(Data for analysis begins)
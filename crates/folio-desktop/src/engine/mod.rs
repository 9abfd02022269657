//! Desktop engine coordinating all components
//!
//! This module is split into focused submodules:
//! - `windows`: Window, dock, navbar, and Finder operations
//! - `menus`: Spotlight and context menu handling
//! - `input`: Keyboard shortcuts and drag-and-drop
//! - `widgets`: Music player and control center

mod windows;
mod menus;
mod input;
mod widgets;

use std::cell::RefCell;
use std::rc::Rc;

use crate::config::DesktopConfig;
use crate::context_menu::ContextMenu;
use crate::control_center::ControlCenter;
use crate::island::{DynamicIsland, Notification};
use crate::location::LocationStore;
use crate::music::MusicPlayer;
use crate::persistence::Snapshot;
use crate::spotlight::Spotlight;
use crate::trash::TrashStore;
use crate::window::{WindowEvent, WindowManager, WindowObserver};

/// Desktop engine coordinating all desktop components
///
/// This is the main entry point for desktop operations, managing:
/// - Window manager (open/close, focus, z-order)
/// - Finder location and trash stores
/// - Spotlight and context menu panels
/// - Dynamic island, music player, and control center
///
/// There is no global instance; the host constructs one and routes every
/// UI event through it.
pub struct DesktopEngine {
    /// Engine configuration
    pub config: DesktopConfig,
    /// Window manager
    pub windows: WindowManager,
    /// Active Finder folder
    pub locations: LocationStore,
    /// Archive contents
    pub trash: TrashStore,
    /// Spotlight search panel
    pub spotlight: Spotlight,
    /// Desktop right-click menu
    pub context_menu: ContextMenu,
    /// Status widget
    pub island: DynamicIsland,
    /// Music widget
    pub music: MusicPlayer,
    /// Connectivity toggles and appearance
    pub control_center: ControlCenter,
    /// Host color-scheme preference, used by the system theme
    pub system_prefers_dark: bool,
    /// Whether the dock's trash menu is showing
    pub trash_menu_open: bool,
    /// Last timestamp handed to `tick` (ms)
    pub(crate) now_ms: f64,
    /// Window transitions waiting to be turned into notifications
    events: EventQueue,
}

impl Default for DesktopEngine {
    fn default() -> Self {
        Self::new(DesktopConfig::default())
    }
}

impl DesktopEngine {
    /// Create a desktop with every window closed
    pub fn new(config: DesktopConfig) -> Self {
        let mut windows = WindowManager::with_initial_z(config.initial_z);
        let events = EventQueue::default();
        windows.subscribe(Box::new(events.clone()));

        Self {
            spotlight: Spotlight::new(config.spotlight_result_limit),
            island: DynamicIsland::new(config.notification_duration_ms),
            config,
            windows,
            locations: LocationStore::new(),
            trash: TrashStore::new(),
            context_menu: ContextMenu::default(),
            music: MusicPlayer::default(),
            control_center: ControlCenter::new(),
            system_prefers_dark: false,
            trash_menu_open: false,
            now_ms: 0.0,
            events,
        }
    }

    /// Attach an extra observer to window transitions
    pub fn subscribe(&mut self, observer: Box<dyn WindowObserver>) {
        self.windows.subscribe(observer);
    }

    /// Advance time-driven state
    pub fn tick(&mut self, now_ms: f64) {
        self.now_ms = now_ms;
        if self.music.tick(now_ms) {
            self.sync_music();
        }
        self.island.tick(now_ms);
    }

    /// Capture the window registry
    pub fn snapshot(&self) -> Snapshot {
        Snapshot::capture(&self.windows)
    }

    /// Turn queued window transitions into island notifications
    pub(crate) fn flush_events(&mut self) {
        for event in self.events.drain() {
            if let WindowEvent::Opened { id, .. } = event {
                if self.config.notify_on_open {
                    let notification = Notification {
                        title: format!("{} opened", id.title()),
                        icon: id.as_str().to_string(),
                    };
                    self.island.show_notification(notification, self.now_ms);
                }
            }
        }
    }
}

/// Observer buffering transitions for the engine
#[derive(Clone, Default)]
struct EventQueue(Rc<RefCell<Vec<WindowEvent>>>);

impl EventQueue {
    fn drain(&self) -> Vec<WindowEvent> {
        std::mem::take(&mut *self.0.borrow_mut())
    }
}

impl WindowObserver for EventQueue {
    fn on_window_event(&mut self, event: &WindowEvent) {
        self.0.borrow_mut().push(*event);
    }
}

#[cfg(test)]
mod tests {
    use super::*;
    use crate::island::IslandState;
    use crate::window::WindowId;

    #[test]
    fn test_open_notifies() {
        let mut engine = DesktopEngine::default();
        engine.tick(500.0);
        engine.open_window(WindowId::Finder, None).unwrap();

        assert_eq!(engine.island.state(), IslandState::Notification);
        assert_eq!(engine.island.notification().unwrap().title, "Portfolio opened");

        engine.tick(3_500.0);
        assert_eq!(engine.island.state(), IslandState::Idle);
    }

    #[test]
    fn test_raise_does_not_notify() {
        let mut engine = DesktopEngine::default();
        engine.open_window(WindowId::Terminal, None).unwrap();
        engine.island.clear_notification();

        engine.open_window(WindowId::Terminal, None).unwrap();
        assert!(engine.island.notification().is_none());
    }

    #[test]
    fn test_notifications_can_be_disabled() {
        let config = DesktopConfig {
            notify_on_open: false,
            ..Default::default()
        };
        let mut engine = DesktopEngine::new(config);
        engine.open_window(WindowId::Photos, None).unwrap();
        assert_eq!(engine.island.state(), IslandState::Idle);
    }

    #[test]
    fn test_tick_moves_island_progress() {
        let mut engine = DesktopEngine::default();
        engine.music_play_pause();
        engine.tick(0.0);
        engine.tick(20_300.0);

        assert_eq!(engine.island.state(), IslandState::Music);
        assert!((engine.island.music().progress - 0.1).abs() < 0.001);
    }
}
//! Window identifiers

use core::fmt;
use core::str::FromStr;

use serde::{Deserialize, Serialize};

use crate::error::DesktopError;

/// Stable identifier of a desktop window
///
/// The set is closed: every window the desktop can show is listed here and
/// gets exactly one registry slot.
#[derive(Clone, Copy, Debug, PartialEq, Eq, Hash, PartialOrd, Ord, Serialize, Deserialize)]
#[serde(rename_all = "lowercase")]
pub enum WindowId {
    Finder,
    Contact,
    Resume,
    Safari,
    Photos,
    Terminal,
    TxtFile,
    ImgFile,
    CodeEditor,
}

impl WindowId {
    /// Every known window, in registry seed order
    pub const ALL: [WindowId; 9] = [
        WindowId::Finder,
        WindowId::Contact,
        WindowId::Resume,
        WindowId::Safari,
        WindowId::Photos,
        WindowId::Terminal,
        WindowId::TxtFile,
        WindowId::ImgFile,
        WindowId::CodeEditor,
    ];

    /// Wire name used by the browser shell
    pub fn as_str(self) -> &'static str {
        match self {
            WindowId::Finder => "finder",
            WindowId::Contact => "contact",
            WindowId::Resume => "resume",
            WindowId::Safari => "safari",
            WindowId::Photos => "photos",
            WindowId::Terminal => "terminal",
            WindowId::TxtFile => "txtfile",
            WindowId::ImgFile => "imgfile",
            WindowId::CodeEditor => "codeeditor",
        }
    }

    /// Human-readable title shown in notifications
    pub fn title(self) -> &'static str {
        match self {
            WindowId::Finder => "Portfolio",
            WindowId::Contact => "Contact",
            WindowId::Resume => "Resume",
            WindowId::Safari => "Articles",
            WindowId::Photos => "Gallery",
            WindowId::Terminal => "Skills",
            WindowId::TxtFile => "Text File",
            WindowId::ImgFile => "Image File",
            WindowId::CodeEditor => "Code Editor",
        }
    }
}

impl fmt::Display for WindowId {
    fn fmt(&self, f: &mut fmt::Formatter<'_>) -> fmt::Result {
        f.write_str(self.as_str())
    }
}

impl FromStr for WindowId {
    type Err = DesktopError;

    fn from_str(s: &str) -> Result<Self, Self::Err> {
        WindowId::ALL
            .into_iter()
            .find(|id| id.as_str() == s)
            .ok_or_else(|| DesktopError::UnknownWindow(s.to_string()))
    }
}

#[cfg(test)]
mod tests {
    use super::*;

    #[test]
    fn test_parse_known_ids() {
        assert_eq!("finder".parse::<WindowId>(), Ok(WindowId::Finder));
        assert_eq!("codeeditor".parse::<WindowId>(), Ok(WindowId::CodeEditor));
        assert_eq!("imgfile".parse::<WindowId>(), Ok(WindowId::ImgFile));
    }

    #[test]
    fn test_parse_unknown_id() {
        let err = "trash".parse::<WindowId>().unwrap_err();
        assert_eq!(err, DesktopError::UnknownWindow("trash".to_string()));
        // Case matters: the shell always sends lowercase ids
        assert!("Finder".parse::<WindowId>().is_err());
    }

    #[test]
    fn test_serde_uses_wire_names() {
        let json = serde_json::to_string(&WindowId::TxtFile).unwrap();
        assert_eq!(json, "\"txtfile\"");
        let id: WindowId = serde_json::from_str("\"codeeditor\"").unwrap();
        assert_eq!(id, WindowId::CodeEditor);
    }

    #[test]
    fn test_display_matches_as_str() {
        for id in WindowId::ALL {
            assert_eq!(id.to_string(), id.as_str());
        }
    }
}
(Data for analysis ends)
Required work
Begin with the first line of the records and finish with the line containing "context menu panels". Reproduce those lines exactly, both ends included, and nothing else.

Answer to the exercise
filename crates/folio-desktop/src/engine/mod.rs
repository 9abfd02022269657
//! Desktop engine coordinating all components
//!
//! This module is split into focused submodules:
//! - `windows`: Window, dock, navbar, and Finder operations
//! - `menus`: Spotlight and context menu handling
//! - `input`: Keyboard shortcuts and drag-and-drop
//! - `widgets`: Music player and control center

mod windows;
mod menus;
mod input;
mod widgets;

use std::cell::RefCell;
use std::rc::Rc;

use crate::config::DesktopConfig;
use crate::context_menu::ContextMenu;
use crate::control_center::ControlCenter;
use crate::island::{DynamicIsland, Notification};
use crate::location::LocationStore;
use crate::music::MusicPlayer;
use crate::persistence::Snapshot;
use crate::spotlight::Spotlight;
use crate::trash::TrashStore;
use crate::window::{WindowEvent, WindowManager, WindowObserver};

/// Desktop engine coordinating all desktop components
///
/// This is the main entry point for desktop operations, managing:
/// - Window manager (open/close, focus, z-order)
/// - Finder location and trash stores
/// - Spotlight and context menu panels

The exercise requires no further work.